use std::collections::{BTreeMap, HashMap};
use std::path::{Path, PathBuf};

use image::RgbaImage;
use tracing::{debug, warn};
use walkdir::WalkDir;

use crate::codec;
use crate::error::Result;

/// Extensions recognised as mask images (compared case-insensitively).
pub const MASK_EXTENSIONS: [&str; 3] = ["png", "jpg", "jpeg"];

/// Where masks come from. Implementations are shared read-only by every page job.
pub trait MaskSource: Sync {
    /// Loads the mask for sprite `name`. `Ok(None)` means there is no such mask.
    fn load_mask(&self, name: &str) -> Result<Option<RgbaImage>>;

    /// True when a mask exists for `name`, without loading it.
    fn has_mask(&self, name: &str) -> bool;
}

/// Sprite-name → file lookup over a directory tree of mask images.
///
/// Keys are paths relative to the root with the extension stripped and `/` as separator,
/// so `root/arm/left.png` is found as `arm/left`.
#[derive(Debug, Clone, Default)]
pub struct MaskIndex {
    root: PathBuf,
    masks: BTreeMap<String, PathBuf>,
}

impl MaskIndex {
    /// Recursively indexes every mask image under `root`.
    pub fn scan(root: impl AsRef<Path>) -> Result<Self> {
        Self::scan_filtered(root, |_| true)
    }

    /// Like [`MaskIndex::scan`], keeping only files whose key satisfies `keep`.
    pub fn scan_filtered(root: impl AsRef<Path>, keep: impl Fn(&str) -> bool) -> Result<Self> {
        let root = root.as_ref();
        let mut masks = BTreeMap::new();
        for entry in WalkDir::new(root).sort_by_file_name() {
            let entry = entry?;
            let path = entry.path();
            if !entry.file_type().is_file() || !is_mask_file(path) {
                continue;
            }
            let Some(key) = mask_key(root, path) else {
                continue;
            };
            if !keep(&key) {
                continue;
            }
            if let Some(existing) = masks.get(&key) {
                warn!(key = %key, kept = ?existing, ignored = ?path, "duplicate mask name");
                continue;
            }
            masks.insert(key, path.to_path_buf());
        }
        debug!(root = ?root, count = masks.len(), "indexed masks");
        Ok(Self {
            root: root.to_path_buf(),
            masks,
        })
    }

    /// Builds an index from explicit `(key, path)` pairs. Later duplicates are ignored.
    pub fn from_entries<I, K, P>(root: impl Into<PathBuf>, entries: I) -> Self
    where
        I: IntoIterator<Item = (K, P)>,
        K: Into<String>,
        P: Into<PathBuf>,
    {
        let mut masks = BTreeMap::new();
        for (k, p) in entries {
            masks.entry(k.into()).or_insert_with(|| p.into());
        }
        Self {
            root: root.into(),
            masks,
        }
    }

    pub fn root(&self) -> &Path {
        &self.root
    }

    /// Exact, case-sensitive lookup.
    pub fn get(&self, name: &str) -> Option<&Path> {
        self.masks.get(name).map(PathBuf::as_path)
    }

    pub fn contains(&self, name: &str) -> bool {
        self.masks.contains_key(name)
    }

    pub fn len(&self) -> usize {
        self.masks.len()
    }

    pub fn is_empty(&self) -> bool {
        self.masks.is_empty()
    }

    /// Keys in sorted order.
    pub fn keys(&self) -> impl Iterator<Item = &str> {
        self.masks.keys().map(String::as_str)
    }
}

impl MaskSource for MaskIndex {
    fn load_mask(&self, name: &str) -> Result<Option<RgbaImage>> {
        match self.get(name) {
            Some(path) => codec::load_rgba(path).map(Some),
            None => Ok(None),
        }
    }

    fn has_mask(&self, name: &str) -> bool {
        self.contains(name)
    }
}

/// In-memory masks, keyed like a [`MaskIndex`].
impl MaskSource for HashMap<String, RgbaImage> {
    fn load_mask(&self, name: &str) -> Result<Option<RgbaImage>> {
        Ok(self.get(name).cloned())
    }

    fn has_mask(&self, name: &str) -> bool {
        self.contains_key(name)
    }
}

/// True when `path` has one of [`MASK_EXTENSIONS`].
pub fn is_mask_file(path: &Path) -> bool {
    path.extension()
        .and_then(|e| e.to_str())
        .map(|e| MASK_EXTENSIONS.iter().any(|m| e.eq_ignore_ascii_case(m)))
        .unwrap_or(false)
}

/// Lookup key for `path`: relative to `root`, extension stripped, `/`-separated.
pub fn mask_key(root: &Path, path: &Path) -> Option<String> {
    let rel = path.strip_prefix(root).ok()?;
    let key = rel.with_extension("").to_string_lossy().replace('\\', "/");
    (!key.is_empty()).then_some(key)
}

▬▬▬▬▬▬

• **What to work on**
Go over the listing above and copy out each line that includes "images".

• **Task output**
/// Extensions recognised as mask images (compared case-insensitively).
/// Sprite-name → file lookup over a directory tree of mask images.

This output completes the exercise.